▼▼▼

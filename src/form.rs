/// Operator input form for new sensor readings
use thiserror::Error;

use crate::models::{Metric, ReadingInput};

/// A form field that could not be turned into a finite number.
#[derive(Debug, Clone, PartialEq, Eq, Error)]
#[error("{field} must be a number, got {value:?}")]
pub struct ValidationError {
    pub field: &'static str,
    pub value: String,
}

/// Raw text of the five metric fields, exactly as the operator typed them.
#[derive(Debug, Clone, Default, PartialEq, Eq)]
pub struct ReadingForm {
    pub vibration: String,
    pub temperature: String,
    pub torque: String,
    pub current: String,
    pub noise: String,
}

impl ReadingForm {
    /// Fill the form from whitespace separated values in metric order.
    /// Missing trailing values leave their fields empty.
    pub fn from_values<'a, I>(values: I) -> Self
    where
        I: IntoIterator<Item = &'a str>,
    {
        let mut form = ReadingForm::default();
        for (metric, value) in Metric::ALL.iter().zip(values) {
            *form.field_mut(*metric) = value.to_string();
        }
        form
    }

    pub fn field(&self, metric: Metric) -> &str {
        match metric {
            Metric::Vibration => &self.vibration,
            Metric::Temperature => &self.temperature,
            Metric::Torque => &self.torque,
            Metric::Current => &self.current,
            Metric::Noise => &self.noise,
        }
    }

    pub fn field_mut(&mut self, metric: Metric) -> &mut String {
        match metric {
            Metric::Vibration => &mut self.vibration,
            Metric::Temperature => &mut self.temperature,
            Metric::Torque => &mut self.torque,
            Metric::Current => &mut self.current,
            Metric::Noise => &mut self.noise,
        }
    }

    /// Parse every field, stopping at the first one that is not a finite number
    pub fn validate(&self) -> Result<ReadingInput, ValidationError> {
        Ok(ReadingInput {
            vibration: parse_metric(self, Metric::Vibration)?,
            temperature: parse_metric(self, Metric::Temperature)?,
            torque: parse_metric(self, Metric::Torque)?,
            current: parse_metric(self, Metric::Current)?,
            noise: parse_metric(self, Metric::Noise)?,
        })
    }

    pub fn reset(&mut self) {
        *self = ReadingForm::default();
    }
}

fn parse_metric(form: &ReadingForm, metric: Metric) -> Result<f64, ValidationError> {
    let raw = form.field(metric);
    // "inf" and "NaN" parse as f64 but are not usable metrics
    match raw.trim().parse::<f64>() {
        Ok(value) if value.is_finite() => Ok(value),
        _ => Err(ValidationError {
            field: metric.field_name(),
            value: raw.to_string(),
        }),
    }
}

#[cfg(test)]
mod tests {
    use super::*;

    #[test]
    fn validates_numeric_fields() {
        let form = ReadingForm::from_values(["2.5", "60", "1", "4", " 55 "]);
        let input = form.validate().unwrap();
        assert_eq!(input.vibration, 2.5);
        assert_eq!(input.temperature, 60.0);
        assert_eq!(input.noise, 55.0);
    }

    #[test]
    fn rejects_empty_and_non_numeric_fields() {
        let form = ReadingForm::from_values(["2.5", "", "1", "4", "55"]);
        let err = form.validate().unwrap_err();
        assert_eq!(err.field, "temperature");

        let form = ReadingForm::from_values(["2.5", "60", "abc", "4", "55"]);
        assert_eq!(form.validate().unwrap_err().field, "torque");
    }

    #[test]
    fn rejects_non_finite_values() {
        let form = ReadingForm::from_values(["2.5", "60", "1", "inf", "55"]);
        assert_eq!(form.validate().unwrap_err().field, "current");

        let form = ReadingForm::from_values(["NaN", "60", "1", "4", "55"]);
        assert_eq!(form.validate().unwrap_err().field, "vibration");
    }

    #[test]
    fn missing_values_leave_fields_empty() {
        let form = ReadingForm::from_values(["1", "2"]);
        assert_eq!(form.torque, "");
        assert_eq!(form.validate().unwrap_err().field, "torque");
    }

    #[test]
    fn reset_clears_all_fields() {
        let mut form = ReadingForm::from_values(["1", "2", "3", "4", "5"]);
        form.reset();
        assert_eq!(form, ReadingForm::default());
    }
}
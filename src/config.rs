use log::info;
use std::env;
use std::time::Duration;
use url::Url;

const DEFAULT_REFRESH_INTERVAL_SECS: u64 = 30;

#[derive(Debug, Clone)]
pub struct MonitorConfig {
    pub endpoint: Url,
    /// None disables automatic refresh
    pub refresh_interval: Option<Duration>,
}

impl MonitorConfig {
    pub fn new() -> Result<Self, Box<dyn std::error::Error>> {
        // Load environment variables
        dotenv::dotenv().ok();

        Self::from_lookup(|key| env::var(key).ok())
    }

    /// Build the configuration from an arbitrary variable source
    pub fn from_lookup<F>(lookup: F) -> Result<Self, Box<dyn std::error::Error>>
    where
        F: Fn(&str) -> Option<String>,
    {
        let raw_endpoint = lookup("SENSOR_API_ENDPOINT")
            .ok_or("SENSOR_API_ENDPOINT environment variable not set")?;

        let endpoint = Url::parse(raw_endpoint.trim())
            .map_err(|e| format!("Invalid SENSOR_API_ENDPOINT '{}': {}", raw_endpoint, e))?;
        if endpoint.scheme() != "http" && endpoint.scheme() != "https" {
            return Err(format!(
                "SENSOR_API_ENDPOINT must be an http(s) URL, got scheme '{}'",
                endpoint.scheme()
            )
            .into());
        }

        let refresh_secs = match lookup("REFRESH_INTERVAL_SECS") {
            Some(value) => value
                .trim()
                .parse::<u64>()
                .map_err(|e| format!("Invalid REFRESH_INTERVAL_SECS '{}': {}", value, e))?,
            None => DEFAULT_REFRESH_INTERVAL_SECS,
        };
        let refresh_interval = match refresh_secs {
            0 => None,
            secs => Some(Duration::from_secs(secs)),
        };

        info!("Service endpoint: {}", endpoint);
        match refresh_interval {
            Some(interval) => info!("Automatic refresh every {}s", interval.as_secs()),
            None => info!("Automatic refresh disabled"),
        }

        Ok(MonitorConfig {
            endpoint,
            refresh_interval,
        })
    }
}

#[cfg(test)]
mod tests {
    use super::*;
    use std::collections::HashMap;

    fn lookup(vars: &[(&str, &str)]) -> impl Fn(&str) -> Option<String> {
        let vars: HashMap<String, String> = vars
            .iter()
            .map(|(k, v)| (k.to_string(), v.to_string()))
            .collect();
        move |key| vars.get(key).cloned()
    }

    #[test]
    fn endpoint_is_required() {
        let err = MonitorConfig::from_lookup(lookup(&[])).unwrap_err();
        assert!(err.to_string().contains("SENSOR_API_ENDPOINT"));
    }

    #[test]
    fn defaults_refresh_interval() {
        let config =
            MonitorConfig::from_lookup(lookup(&[("SENSOR_API_ENDPOINT", "https://example.com/prod")]))
                .unwrap();
        assert_eq!(config.endpoint.as_str(), "https://example.com/prod");
        assert_eq!(config.refresh_interval, Some(Duration::from_secs(30)));
    }

    #[test]
    fn zero_interval_disables_refresh() {
        let config = MonitorConfig::from_lookup(lookup(&[
            ("SENSOR_API_ENDPOINT", "http://localhost:8080"),
            ("REFRESH_INTERVAL_SECS", "0"),
        ]))
        .unwrap();
        assert_eq!(config.refresh_interval, None);
    }

    #[test]
    fn rejects_bad_values() {
        assert!(MonitorConfig::from_lookup(lookup(&[("SENSOR_API_ENDPOINT", "not a url")])).is_err());
        assert!(MonitorConfig::from_lookup(lookup(&[("SENSOR_API_ENDPOINT", "ftp://host/x")])).is_err());
        assert!(MonitorConfig::from_lookup(lookup(&[
            ("SENSOR_API_ENDPOINT", "http://localhost"),
            ("REFRESH_INTERVAL_SECS", "soon"),
        ]))
        .is_err());
    }
}
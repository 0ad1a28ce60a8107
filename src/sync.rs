/// Reconciles remote fetch/submit calls with the local dashboard state
use log::{error, info, warn};
use time::OffsetDateTime;
use tokio::sync::RwLock;

use crate::form::{ReadingForm, ValidationError};
use crate::gateway::SensorGateway;
use crate::models::{Reading, SyncStatus};
use crate::store::ReadingStore;
use crate::utils::{calculate_summary, ReadingSummary};

/// Everything the dashboard displays. Only the controller mutates it.
#[derive(Debug, Default)]
pub struct DashboardState {
    store: ReadingStore,
    status: SyncStatus,
    fetch_in_flight: bool,
    submit_in_flight: bool,
    last_synced: Option<OffsetDateTime>,
}

impl DashboardState {
    // Status once an operation has finished successfully
    fn settle(&mut self) {
        self.status = if self.submit_in_flight {
            SyncStatus::Submitting
        } else if self.fetch_in_flight {
            SyncStatus::Loading
        } else {
            SyncStatus::Idle
        };
    }
}

/// Read-only copy of the dashboard state handed to the rendering layer
#[derive(Debug, Clone, PartialEq)]
pub struct DashboardView {
    pub readings: Vec<Reading>,
    pub status: SyncStatus,
    pub summary: ReadingSummary,
    pub last_synced: Option<OffsetDateTime>,
}

/// What happened to a requested operation
#[derive(Debug, Clone, Copy, PartialEq, Eq)]
pub enum SyncOutcome {
    Completed,
    /// The remote call failed; the status now carries the error
    Failed,
    /// The same kind of operation was already in flight
    Skipped,
}

/// Owns the reading set and sync status and drives them from gateway results.
///
/// The state lock is never held across a gateway call, so a second request
/// issued while one is pending observes the in-flight guard.
pub struct SyncController<G> {
    gateway: G,
    state: RwLock<DashboardState>,
}

impl<G: SensorGateway> SyncController<G> {
    pub fn new(gateway: G) -> Self {
        SyncController {
            gateway,
            state: RwLock::new(DashboardState::default()),
        }
    }

    pub fn gateway(&self) -> &G {
        &self.gateway
    }

    /// Replace the reading set with the service's current one
    ///
    /// On failure the reading set is cleared and the status becomes
    /// `Error`. A refresh requested while another is loading is skipped.
    pub async fn refresh(&self) -> SyncOutcome {
        {
            let mut state = self.state.write().await;
            if state.fetch_in_flight {
                warn!("Refresh requested while a fetch is in flight, ignoring");
                return SyncOutcome::Skipped;
            }
            state.fetch_in_flight = true;
            state.status = SyncStatus::Loading;
        }

        let result = self.gateway.fetch_all().await;

        let mut state = self.state.write().await;
        state.fetch_in_flight = false;
        match result {
            Ok(readings) => {
                info!("Fetched {} readings", readings.len());
                state.store.replace_all(readings);
                state.last_synced = Some(OffsetDateTime::now_utc());
                state.settle();
                SyncOutcome::Completed
            }
            Err(e) => {
                error!("Fetch failed: {}", e);
                state.store.clear();
                state.status = SyncStatus::Error(e.to_string());
                SyncOutcome::Failed
            }
        }
    }

    /// Validate the form and submit it as a new unclassified reading
    ///
    /// Invalid input returns `Err` before any remote call and leaves the
    /// status alone. On success the reading is prepended locally and the
    /// form is cleared; on failure the reading set is kept as it was.
    pub async fn submit(&self, form: &mut ReadingForm) -> Result<SyncOutcome, ValidationError> {
        let candidate = form.validate()?;

        {
            let mut state = self.state.write().await;
            if state.submit_in_flight {
                warn!("Submission requested while another is in flight, ignoring");
                return Ok(SyncOutcome::Skipped);
            }
            state.submit_in_flight = true;
            state.status = SyncStatus::Submitting;
        }

        let result = self.gateway.submit_one(candidate).await;

        let mut state = self.state.write().await;
        state.submit_in_flight = false;
        match result {
            Ok(reading) => {
                info!("Submitted reading {}", reading.id);
                state.store.prepend(reading);
                state.settle();
                form.reset();
                Ok(SyncOutcome::Completed)
            }
            Err(e) => {
                error!("Submission failed: {}", e);
                state.status = SyncStatus::Error(e.to_string());
                Ok(SyncOutcome::Failed)
            }
        }
    }

    pub async fn status(&self) -> SyncStatus {
        self.state.read().await.status.clone()
    }

    pub async fn readings(&self) -> Vec<Reading> {
        self.state.read().await.store.current().to_vec()
    }

    pub async fn summary(&self) -> ReadingSummary {
        calculate_summary(self.state.read().await.store.current())
    }

    pub async fn snapshot(&self) -> DashboardView {
        let state = self.state.read().await;
        let readings = state.store.current().to_vec();
        DashboardView {
            summary: calculate_summary(&readings),
            readings,
            status: state.status.clone(),
            last_synced: state.last_synced,
        }
    }
}

#[cfg(test)]
mod tests {
    use super::*;

    #[test]
    fn settle_falls_back_to_pending_operation() {
        let mut state = DashboardState {
            submit_in_flight: true,
            ..Default::default()
        };
        state.settle();
        assert_eq!(state.status, SyncStatus::Submitting);

        state.submit_in_flight = false;
        state.fetch_in_flight = true;
        state.settle();
        assert_eq!(state.status, SyncStatus::Loading);

        state.fetch_in_flight = false;
        state.settle();
        assert_eq!(state.status, SyncStatus::Idle);
    }
}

▲▲▲

Scan the data above, please, and give the number of lines where the word "cleared" occurs, with no further text.

### Written solution
2